Considerando che la produzione di un miliardo di scatole di cartone richiede l’abbattimento di quasi due milioni di alberi, l’unico modo per attutire gli effetti dannosi di tale circolo vizioso consiste nel riutilizzare o riciclare le montagne di scarti, almeno quando possibile (le scatole che presentano sulla superficie dello scotch non possono essere riciclate e il nastro da imballaggio contiene materiali plastici che impiegano fino a 100 anni per essere completamente rimossi). I dati tuttavia dimostrano che in Cina il più delle volte i pacchi, una volta scartati, finiscono direttamente nella spazzatura.
Secondo Greenpeace, nel gigante asiatico soltanto il 20 per cento degli imballaggi viene recuperato, contro il 60 per cento rilevato negli Stati Uniti dalla Environmental Protection Agency. La gravità del problema è direttamente proporzionale alle dimensioni del Paese. Dal 2013 la Cina è il primo mercato dell’e-commerce a livello globale. Nel 2014, la Repubblica popolare ha contato per il 34 per cento delle vendite al dettaglio online, con un totale di 14 miliardi di pacchi spediti entro la Grande Muraglia, un 52 per cento in più su base annua. Secondo Greenpeace, il Singles Day – che ormai macina numeri superiori al Black Friday e al Cyber Monday – non fa che incoraggiare le persone «a comprare in maniera irrazionale», a discapito della salute ambientale.
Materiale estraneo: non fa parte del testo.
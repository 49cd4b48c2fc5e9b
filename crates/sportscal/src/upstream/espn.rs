//! ESPN site API client.
//!
//! A league's schedule is assembled from per-team schedules: the team list is
//! fetched first, then each team's schedule, and games are merged by event id
//! since every game appears in both teams' schedules.

use std::collections::HashSet;
use std::time::Duration;

use async_trait::async_trait;
use futures_util::{stream, StreamExt};
use serde::de::DeserializeOwned;

use sportscal_core::cache::{FetchError, ScheduleSource};
use sportscal_core::league::League;
use sportscal_core::schedule::{ScheduleRecord, TeamScheduleResponse, TeamsResponse};

use super::error::{Result, UpstreamError};

/// Root of the public ESPN site API.
pub const DEFAULT_BASE_URL: &str = "https://site.api.espn.com/apis/site/v2/sports";

/// Team schedules requested at once.
const TEAM_CONCURRENCY: usize = 4;

/// Characters of an upstream error body kept in the error message.
const MAX_ERROR_BODY_CHARS: usize = 200;

/// HTTP client for the ESPN site API.
#[derive(Debug, Clone)]
pub struct EspnClient {
    client: reqwest::Client,
    base_url: String,
}

impl EspnClient {
    /// Create a client whose every request is bounded by `request_timeout`.
    pub fn new(base_url: impl Into<String>, request_timeout: Duration) -> Result<Self> {
        let client = reqwest::Client::builder()
            .timeout(request_timeout)
            .user_agent(concat!("sportscal/", env!("CARGO_PKG_VERSION")))
            .build()?;

        Ok(Self {
            client,
            base_url: base_url.into().trim_end_matches('/').to_string(),
        })
    }

    fn url(&self, league: League, path: &str) -> String {
        format!(
            "{}/{}/{}{}",
            self.base_url,
            league.sport_path(),
            league.as_str(),
            path
        )
    }

    async fn get_json<T: DeserializeOwned>(&self, url: &str) -> Result<T> {
        let response = self.client.get(url).send().await?;
        let status = response.status();

        if status == reqwest::StatusCode::TOO_MANY_REQUESTS {
            return Err(UpstreamError::RateLimited);
        }
        if !status.is_success() {
            let message = response
                .text()
                .await
                .map(|body| body.trim().chars().take(MAX_ERROR_BODY_CHARS).collect())
                .unwrap_or_else(|_| "Unknown error".to_string());
            return Err(UpstreamError::Status {
                status: status.as_u16(),
                message,
            });
        }

        let body = response.bytes().await?;
        Ok(serde_json::from_slice(&body)?)
    }

    /// Fetch the league's team list.
    pub async fn fetch_teams(&self, league: League) -> Result<TeamsResponse> {
        let url = self.url(league, "/teams");
        tracing::debug!(league = %league, url = %url, "Fetching team list");
        self.get_json(&url).await
    }

    /// Fetch one team's schedule.
    pub async fn fetch_team_schedule(
        &self,
        league: League,
        team_id: &str,
    ) -> Result<TeamScheduleResponse> {
        let url = self.url(league, &format!("/teams/{team_id}/schedule"));
        tracing::trace!(league = %league, team_id, "Fetching team schedule");
        self.get_json(&url).await
    }

    /// Fetch and merge every team's schedule for `league`.
    ///
    /// Teams whose schedule cannot be fetched are skipped. The fetch only
    /// fails outright when the team list is unusable or every team failed.
    pub async fn fetch_league(&self, league: League) -> Result<Vec<ScheduleRecord>> {
        let teams = self.fetch_teams(league).await?;
        let team_ids = teams.team_ids().ok_or_else(|| {
            UpstreamError::Shape("missing sports[0].leagues[0].teams".to_string())
        })?;

        tracing::info!(league = %league, teams = team_ids.len(), "Fetched team list");

        let schedules: Vec<_> = stream::iter(team_ids.iter().cloned())
            .map(|(id, name)| async move {
                let result = self.fetch_team_schedule(league, &id).await;
                (id, name, result)
            })
            .buffered(TEAM_CONCURRENCY)
            .collect()
            .await;

        let mut seen = HashSet::new();
        let mut records = Vec::new();
        let mut succeeded = 0;
        let mut last_error = None;

        for (id, name, result) in schedules {
            match result {
                Ok(schedule) => {
                    succeeded += 1;
                    for event in schedule.events {
                        let Some(event_id) = event.id.as_deref().filter(|id| !id.is_empty())
                        else {
                            continue;
                        };
                        if seen.insert(event_id.to_string()) {
                            records.push(event);
                        }
                    }
                }
                Err(err) => {
                    tracing::warn!(
                        league = %league,
                        team_id = %id,
                        team = %name,
                        error = %err,
                        "Skipping team schedule"
                    );
                    last_error = Some(err);
                }
            }
        }

        match last_error {
            Some(err) if succeeded == 0 => Err(err),
            _ => {
                tracing::info!(
                    league = %league,
                    events = records.len(),
                    teams_ok = succeeded,
                    teams_failed = team_ids.len() - succeeded,
                    "Merged league schedule"
                );
                Ok(records)
            }
        }
    }
}

#[async_trait]
impl ScheduleSource for EspnClient {
    async fn fetch(&self, league: League) -> std::result::Result<Vec<ScheduleRecord>, FetchError> {
        self.fetch_league(league).await.map_err(FetchError::from)
    }
}
use std::fmt;

use serde::Serialize;
use thiserror::Error;

use crate::league::LeagueError;

/// Errors that can occur while fetching a schedule from upstream.
///
/// Every variant means "refresh failed" to the cache; the variant is kept so
/// a warning can tell a flaky network apart from an upstream contract break.
#[derive(Debug, Error, Clone, PartialEq, Eq)]
pub enum FetchError {
    #[error("Network error: {0}")]
    Network(String),
    #[error("Unexpected upstream response: {0}")]
    UpstreamFormat(String),
    #[error("Rate limited by upstream")]
    RateLimited,
}

impl FetchError {
    /// Returns the failure kind without its detail message.
    pub fn kind(&self) -> FailureKind {
        match self {
            FetchError::Network(_) => FailureKind::NetworkError,
            FetchError::UpstreamFormat(_) => FailureKind::UpstreamFormatError,
            FetchError::RateLimited => FailureKind::RateLimited,
        }
    }
}

/// Detail-free classification of a [`FetchError`], suitable for headers.
#[derive(Debug, Clone, Copy, PartialEq, Eq, Hash, Serialize)]
#[serde(rename_all = "snake_case")]
pub enum FailureKind {
    NetworkError,
    UpstreamFormatError,
    RateLimited,
}

impl FailureKind {
    pub fn as_str(&self) -> &'static str {
        match self {
            FailureKind::NetworkError => "network_error",
            FailureKind::UpstreamFormatError => "upstream_format_error",
            FailureKind::RateLimited => "rate_limited",
        }
    }
}

impl fmt::Display for FailureKind {
    fn fmt(&self, f: &mut fmt::Formatter<'_>) -> fmt::Result {
        f.write_str(self.as_str())
    }
}

/// Errors surfaced by the schedule cache to its callers.
#[derive(Debug, Error, Clone, PartialEq, Eq)]
pub enum CacheError {
    #[error("Unknown league: {0}")]
    InvalidLeagueKind(String),
    #[error("Schedule unavailable: {0}")]
    UpstreamUnavailable(FetchError),
}

impl From<LeagueError> for CacheError {
    fn from(err: LeagueError) -> Self {
        match err {
            LeagueError::Unknown(key) => CacheError::InvalidLeagueKind(key),
        }
    }
}

/// Result type for cache operations.
pub type Result<T> = std::result::Result<T, CacheError>;
use axum::{
    http::StatusCode,
    response::{IntoResponse, Response},
};
use sportscal_core::cache::{cache_error_to_status_code, CacheError};

pub struct AppError(pub anyhow::Error);

impl IntoResponse for AppError {
    fn into_response(self) -> Response {
        let status_code = if let Some(cache_error) = self.0.downcast_ref::<CacheError>() {
            let code = cache_error_to_status_code(cache_error);
            StatusCode::from_u16(code).unwrap_or(StatusCode::INTERNAL_SERVER_ERROR)
        } else {
            StatusCode::INTERNAL_SERVER_ERROR
        };

        if status_code.is_server_error() {
            tracing::error!(status = %status_code, error = %self.0, "Request failed");
        }

        (status_code, self.0.to_string()).into_response()
    }
}

impl<E> From<E> for AppError
where
    E: Into<anyhow::Error>,
{
    fn from(err: E) -> Self {
        Self(err.into())
    }
}

#[cfg(test)]
mod tests {
    use super::*;
    use sportscal_core::cache::FetchError;

    #[test]
    fn test_cache_errors_map_to_status() {
        let cases = [
            (
                CacheError::InvalidLeagueKind("mls".to_string()),
                StatusCode::NOT_FOUND,
            ),
            (
                CacheError::UpstreamUnavailable(FetchError::RateLimited),
                StatusCode::SERVICE_UNAVAILABLE,
            ),
            (
                CacheError::UpstreamUnavailable(FetchError::Network("reset".to_string())),
                StatusCode::BAD_GATEWAY,
            ),
        ];

        for (error, expected) in cases {
            assert_eq!(AppError::from(error).into_response().status(), expected);
        }
    }

    #[test]
    fn test_other_errors_are_internal() {
        let response = AppError(anyhow::anyhow!("unexpected")).into_response();
        assert_eq!(response.status(), StatusCode::INTERNAL_SERVER_ERROR);
    }
}
use std::{env, fmt, str::FromStr, time::Duration};

use sportscal_core::feed::FeedWindow;
use thiserror::Error;

use crate::upstream::DEFAULT_BASE_URL;

/// Largest feed lookback or lookahead accepted from the environment.
const MAX_FEED_DAYS: i64 = 36_500;

/// What `/refresh` invalidates when no `league` parameter is given.
#[derive(Debug, Clone, Copy, PartialEq, Eq, Default)]
pub enum RefreshScope {
    /// Invalidate every league.
    #[default]
    All,
    /// Require an explicit league.
    League,
}

#[derive(Debug, Error, PartialEq, Eq)]
#[error("Invalid refresh scope: {0} (expected 'all' or 'league')")]
pub struct InvalidRefreshScope(String);

impl FromStr for RefreshScope {
    type Err = InvalidRefreshScope;

    fn from_str(s: &str) -> Result<Self, Self::Err> {
        match s.trim().to_ascii_lowercase().as_str() {
            "all" => Ok(RefreshScope::All),
            "league" => Ok(RefreshScope::League),
            _ => Err(InvalidRefreshScope(s.to_string())),
        }
    }
}

impl fmt::Display for RefreshScope {
    fn fmt(&self, f: &mut fmt::Formatter<'_>) -> fmt::Result {
        match self {
            RefreshScope::All => f.write_str("all"),
            RefreshScope::League => f.write_str("league"),
        }
    }
}

/// Application configuration loaded from environment variables.
#[derive(Debug, Clone)]
pub struct Config {
    /// Schedule TTL in seconds (default: 1800)
    pub cache_ttl_seconds: u64,
    /// Bound on one whole upstream refresh in seconds (default: 30)
    pub upstream_timeout_seconds: u64,
    /// Bound on each upstream HTTP request in seconds (default: 10)
    pub upstream_request_timeout_seconds: u64,
    /// Root of the upstream schedule API
    pub upstream_base_url: String,
    /// `/refresh` behaviour without a `league` parameter (default: all)
    pub refresh_scope: RefreshScope,
    /// Days of past games included in feeds (default: 30)
    pub feed_past_days: i64,
    /// Days of future games included in feeds (default: 365)
    pub feed_future_days: i64,
}

impl Config {
    /// Load configuration from environment variables.
    ///
    /// Environment variables:
    /// - `CACHE_TTL_SECONDS` - Schedule TTL in seconds (default: 1800)
    /// - `UPSTREAM_TIMEOUT_SECONDS` - Whole-refresh bound (default: 30)
    /// - `UPSTREAM_REQUEST_TIMEOUT_SECONDS` - Per-request bound (default: 10)
    /// - `UPSTREAM_BASE_URL` - Upstream API root (default: ESPN site API)
    /// - `REFRESH_SCOPE` - `all` or `league` (default: all)
    /// - `FEED_PAST_DAYS` - Feed lookback in days (default: 30)
    /// - `FEED_FUTURE_DAYS` - Feed lookahead in days (default: 365)
    ///
    /// Unparseable values, and feed day counts outside `0..=36500`, fall back
    /// to their defaults with a warning.
    pub fn from_env() -> Self {
        Self::from_source(|key| env::var(key).ok())
    }

    /// Load configuration through an arbitrary variable lookup.
    pub fn from_source<F>(lookup: F) -> Self
    where
        F: Fn(&str) -> Option<String>,
    {
        let defaults = Self::default();

        Self {
            cache_ttl_seconds: parse_or(&lookup, "CACHE_TTL_SECONDS", defaults.cache_ttl_seconds),
            upstream_timeout_seconds: parse_or(
                &lookup,
                "UPSTREAM_TIMEOUT_SECONDS",
                defaults.upstream_timeout_seconds,
            ),
            upstream_request_timeout_seconds: parse_or(
                &lookup,
                "UPSTREAM_REQUEST_TIMEOUT_SECONDS",
                defaults.upstream_request_timeout_seconds,
            ),
            upstream_base_url: lookup("UPSTREAM_BASE_URL")
                .filter(|v| !v.trim().is_empty())
                .unwrap_or(defaults.upstream_base_url),
            refresh_scope: parse_or(&lookup, "REFRESH_SCOPE", defaults.refresh_scope),
            feed_past_days: parse_days(&lookup, "FEED_PAST_DAYS", defaults.feed_past_days),
            feed_future_days: parse_days(&lookup, "FEED_FUTURE_DAYS", defaults.feed_future_days),
        }
    }

    /// Get cache TTL as a Duration.
    pub fn cache_ttl(&self) -> Duration {
        Duration::from_secs(self.cache_ttl_seconds)
    }

    pub fn upstream_timeout(&self) -> Duration {
        Duration::from_secs(self.upstream_timeout_seconds)
    }

    pub fn upstream_request_timeout(&self) -> Duration {
        Duration::from_secs(self.upstream_request_timeout_seconds)
    }

    /// Bound on one HTTP request to this server, leaving room for a full refresh.
    pub fn request_timeout(&self) -> Duration {
        self.upstream_timeout().saturating_add(Duration::from_secs(5))
    }

    pub fn feed_window(&self) -> FeedWindow {
        FeedWindow {
            past_days: self.feed_past_days,
            future_days: self.feed_future_days,
        }
    }
}

impl Default for Config {
    fn default() -> Self {
        let window = FeedWindow::default();
        Self {
            cache_ttl_seconds: 1800,
            upstream_timeout_seconds: 30,
            upstream_request_timeout_seconds: 10,
            upstream_base_url: DEFAULT_BASE_URL.to_string(),
            refresh_scope: RefreshScope::All,
            feed_past_days: window.past_days,
            feed_future_days: window.future_days,
        }
    }
}

fn parse_or<F, T>(lookup: &F, key: &str, default: T) -> T
where
    F: Fn(&str) -> Option<String>,
    T: FromStr + fmt::Display,
    T::Err: fmt::Display,
{
    let Some(raw) = lookup(key) else {
        return default;
    };

    match raw.trim().parse() {
        Ok(value) => value,
        Err(e) => {
            tracing::warn!(key, value = %raw, error = %e, default = %default, "Ignoring invalid config value");
            default
        }
    }
}

fn parse_days<F>(lookup: &F, key: &str, default: i64) -> i64
where
    F: Fn(&str) -> Option<String>,
{
    let days = parse_or(lookup, key, default);
    if (0..=MAX_FEED_DAYS).contains(&days) {
        return days;
    }

    tracing::warn!(
        key,
        value = days,
        max = MAX_FEED_DAYS,
        default,
        "Ignoring out-of-range feed window"
    );
    default
}

#[cfg(test)]
mod tests {
    use super::*;
    use std::collections::HashMap;

    fn from_pairs(pairs: &[(&str, &str)]) -> Config {
        let vars: HashMap<String, String> = pairs
            .iter()
            .map(|(k, v)| (k.to_string(), v.to_string()))
            .collect();
        Config::from_source(|key| vars.get(key).cloned())
    }

    #[test]
    fn test_default_values() {
        let config = from_pairs(&[]);

        assert_eq!(config.cache_ttl_seconds, 1800);
        assert_eq!(config.upstream_timeout_seconds, 30);
        assert_eq!(config.upstream_request_timeout_seconds, 10);
        assert_eq!(config.upstream_base_url, DEFAULT_BASE_URL);
        assert_eq!(config.refresh_scope, RefreshScope::All);
        assert_eq!(config.feed_window(), FeedWindow::default());
    }

    #[test]
    fn test_values_from_source() {
        let config = from_pairs(&[
            ("CACHE_TTL_SECONDS", "60"),
            ("UPSTREAM_TIMEOUT_SECONDS", "12"),
            ("UPSTREAM_REQUEST_TIMEOUT_SECONDS", "3"),
            ("UPSTREAM_BASE_URL", "http://localhost:8080/sports"),
            ("REFRESH_SCOPE", "League"),
            ("FEED_PAST_DAYS", "7"),
            ("FEED_FUTURE_DAYS", "90"),
        ]);

        assert_eq!(config.cache_ttl(), Duration::from_secs(60));
        assert_eq!(config.upstream_timeout(), Duration::from_secs(12));
        assert_eq!(config.upstream_request_timeout(), Duration::from_secs(3));
        assert_eq!(config.upstream_base_url, "http://localhost:8080/sports");
        assert_eq!(config.refresh_scope, RefreshScope::League);
        assert_eq!(
            config.feed_window(),
            FeedWindow {
                past_days: 7,
                future_days: 90
            }
        );
    }

    #[test]
    fn test_invalid_values_fall_back_to_defaults() {
        let config = from_pairs(&[
            ("CACHE_TTL_SECONDS", "soon"),
            ("REFRESH_SCOPE", "everything"),
            ("UPSTREAM_BASE_URL", "  "),
        ]);

        assert_eq!(config.cache_ttl_seconds, 1800);
        assert_eq!(config.refresh_scope, RefreshScope::All);
        assert_eq!(config.upstream_base_url, DEFAULT_BASE_URL);
    }

    #[test]
    fn test_out_of_range_values_fall_back_to_defaults() {
        let config = from_pairs(&[
            ("FEED_PAST_DAYS", "-3"),
            ("FEED_FUTURE_DAYS", "200000000"),
            ("UPSTREAM_TIMEOUT_SECONDS", "18446744073709551615"),
        ]);

        assert_eq!(config.feed_window(), FeedWindow::default());
        assert_eq!(config.request_timeout(), Duration::MAX);

        let edge = from_pairs(&[("FEED_PAST_DAYS", "0"), ("FEED_FUTURE_DAYS", "36500")]);
        assert_eq!(
            edge.feed_window(),
            FeedWindow {
                past_days: 0,
                future_days: 36_500
            }
        );
    }

    #[test]
    fn test_request_timeout_exceeds_upstream_timeout() {
        let config = from_pairs(&[("UPSTREAM_TIMEOUT_SECONDS", "20")]);
        assert_eq!(config.request_timeout(), Duration::from_secs(25));
    }

    #[test]
    fn test_refresh_scope_parse() {
        assert_eq!(" all ".parse::<RefreshScope>(), Ok(RefreshScope::All));
        assert_eq!("LEAGUE".parse::<RefreshScope>(), Ok(RefreshScope::League));
        assert_eq!(
            "some".parse::<RefreshScope>().unwrap_err().to_string(),
            "Invalid refresh scope: some (expected 'all' or 'league')"
        );
    }
}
Ritorna il dilemma tra sviluppo economico e rispetto dell’ecosistema, vero cruccio della leadership di Xi Jinping intenta a rivedere quel paradigma di crescita che in trent’anni ha permesso alla Cina di diventare la seconda economia globale in cambio di costi ambientali altissimi. Apparentemente l’e-commerce appaga i requisiti avanzati dal «nuovo normale», il compromesso con cui Pechino si appresta a tollerare una crescita più contenuta a fronte di una maggiore sostenibilità: fa aumentare la domanda interna, rilancia i consumi e crea posti di lavoro. Non sembra, tuttavia, risolvere il problema inquinamento, né va considerato un’alternativa ecofriendly allo shopping tradizionale. Anzi, secondo una ricerca apparsa sull’International Journal of Physical Distribution & Logistics Management svolta su 77 paesi nel periodo 2000-2013, mentre le emissioni di anidride carbonica causate dalle vendite internet nei paesi sviluppati presentano un trend decrescente, nei Paesi emergenti continuano a lievitare.
Da alcuni anni il mondo della ricerca sta tentando di calcolare i pro e i contro degli acquisti in rete, giungendo a conclusioni spesso contrastanti. Se infatti il libro bianco pubblicato lo scorso marzo da Simon Property Group, leader americano del real estate, spezza una lancia in favore del classico shopping buste alla mano, appena tre anni fa un rapporto del MIT Center for Transportation & Logistics sosteneva che le emissioni prodotte dai cybernauti sono quasi due volte inferiori rispetto a quelle attribuibili agli shopper tradizionali. Uno scarto dovuto sopratutto all’ottimizzazione dei processi di consegna da parte di spedizionieri e operatori logistici. Per intenderci, in genere l’acquisto dalla tastiera di un computer o di uno smartphone implica meno spostamenti fisici, veri catalizzatori delle emissioni.
Mentre il dibattito è ancora aperto, paradossalmente c’è chi riscontra un vincolo di causa-effetto «al contrario” tra l’entusiasmo per l’e-commerce e il problema inquinamento, che affligge il paese asiatico con costi pari al 60 per cento del Pil nazionale, ovvero 720 miliardi di dollari nel solo 2016. Secondo uno studio condotto dall’Università della Georgia, è proprio durante le giornate in cui la cappa di smog avvolge le metropoli dell’ex Celeste Impero che i cinesi, costretti a rimanere barricati tra le mura di casa, si danno alle spese pazze semplicemente con un clic.